Motukoreaite is a mineral with formula Mg_{6}Al_{3}(OH)_{18}[Na(H_{2}O)_{6}](SO_{4})_{2}·6H_{2}O (possibly more than one species). The mineral is named for Motukorea, the island in New Zealand where it was discovered. Motukoreaite was first noted in 1941 and officially described in 1977.

==Description==
Motukoreaite occurs as claylike cement or hexagonal tabular crystals up to 0.2 mm in size that form rosettes, boxworks, and subparallel aggregates. The crystals are semitransparent and are white, pale yellow, pale yellow-green, or colorless. The mineral readily dehydrates partially.

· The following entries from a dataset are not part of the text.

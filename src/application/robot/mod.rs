//! The robot - owns adapters, listeners, brain, router and the event bus,
//! and dispatches inbound messages through the listener chain.

mod builder;
mod lifecycle;

pub use builder::RobotBuilder;

use std::any::Any;
use std::future::Future;
use std::panic::AssertUnwindSafe;
use std::sync::atomic::{AtomicBool, Ordering};
use std::sync::{Arc, Mutex, PoisonError, RwLock, Weak};
use std::time::Duration;

use futures::FutureExt;
use tokio::sync::Notify;
use tokio::task::JoinHandle;
use tokio::time::{self, MissedTickBehavior};

use crate::application::errors::{BotError, ConfigError};
use crate::application::messaging::pattern::{hear_pattern, respond_pattern};
use crate::application::messaging::{
    callback, CatchAllListener, EventBus, Listener, MatchResult, Response, RosterListener,
    TextListener, TopicListener, TypedMatchListener,
};
use crate::application::services::{HelpCatalog, ScriptMetadata, UserRoles};
use crate::domain::entities::{
    CatchAllMessage, EnterMessage, Envelope, LeaveMessage, Message, MessageVariant, TextMessage,
    TopicMessage, User,
};
use crate::domain::traits::{Adapter, Brain, Router};
use crate::infrastructure::config::Config;
use crate::infrastructure::logging::LogFeed;
use crate::scripts::{Script, ScriptStore, Subscription};

/// Identity always present in the admin list
pub const DEFAULT_ADMIN: &str = "ConsoleUser";
pub const ADMIN_VARIABLE: &str = "MMBOT_AUTH_ADMIN";
pub const ROUTER_PORT_VARIABLE: &str = "MMBOT_ROUTER_PORT";
pub const DEFAULT_ROUTER_PORT: u16 = 80;

/// Lifecycle of a robot
#[derive(Debug, Clone, Copy, PartialEq, Eq)]
pub enum RobotState {
    Unconfigured,
    Configured,
    Running,
    Ready,
    ShuttingDown,
    Stopped,
}

type Cleanup = Box<dyn FnOnce() + Send>;

pub(crate) struct RobotInner {
    name: String,
    alias: Option<String>,
    config: Option<Config>,
    adapters: Vec<(String, Arc<dyn Adapter>)>,
    listeners: RwLock<Vec<Arc<dyn Listener>>>,
    brain: Option<Arc<dyn Brain>>,
    router: Arc<dyn Router>,
    scripts: Option<Arc<dyn ScriptStore>>,
    events: EventBus,
    help: HelpCatalog,
    current_script: RwLock<Option<String>>,
    cleanups: Mutex<Vec<Cleanup>>,
    watch: Mutex<Option<Subscription>>,
    log_feed: Option<LogFeed>,
    log_forwarder: Mutex<Option<JoinHandle<()>>>,
    auto_load_scripts: AtomicBool,
    watch_scripts: AtomicBool,
    ready: AtomicBool,
    state: RwLock<RobotState>,
    reset: Arc<Notify>,
}

/// Cheap, cloneable handle to a robot
#[derive(Clone)]
pub struct Robot {
    inner: Arc<RobotInner>,
}

/// Non-owning handle, for collaborators the robot itself owns
#[derive(Clone)]
pub struct WeakRobot {
    inner: Weak<RobotInner>,
}

impl WeakRobot {
    pub fn upgrade(&self) -> Option<Robot> {
        self.inner.upgrade().map(|inner| Robot { inner })
    }
}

Motukoreaite has been found in association with apatite, barite, calcite, chabazite, calcic plagioclase, gismondine, gypsum, hisingerite, hydrotalcite, limonite, magnetite, montmorillonite, nordstrandite, olivine, phillipsite, pyroxene, quartz, and zeolites.

==Formation==
Motukoreaite forms from the alteration of submarine basaltic glass at temperatures below 150 C. The alteration occurs in the sequence motukoreaite, phillipsite, calcite. A study in 1989 suggested that motukoreaite is a common, widely occurring mineral.

==History==
Motukoreaite was first identified as "beach limestone" by J. A. Bartrum in 1941 at two locations along the shore of Motukorea where it occurs as a coating or alteration of basaltic sand and basaltic tuff related to a small Pleistocene volcanic cone. In 1977, the new mineral was officially described from the island and the name motukoreaite was approved by the Commission on New Minerals and Mineral Names in honor of the island. The mineral's small crystal size made determination of its optical properties difficult.

==Distribution==
Motukoreaite is known from Motukorea, New Zealand, La Piatta quarry in Italy, Stradner Kogel in Austria, and the western Mediterranean Sea near Spain. It has been reported from the Surtsey Island and other locations on the mid-Atlantic Ridge. It also occurs along the axial rift of the Red Sea.

The type material is held at the University of Auckland in Auckland, New Zealand, the Natural History Museum, London, and the National Museum of Natural History in Washington, D.C.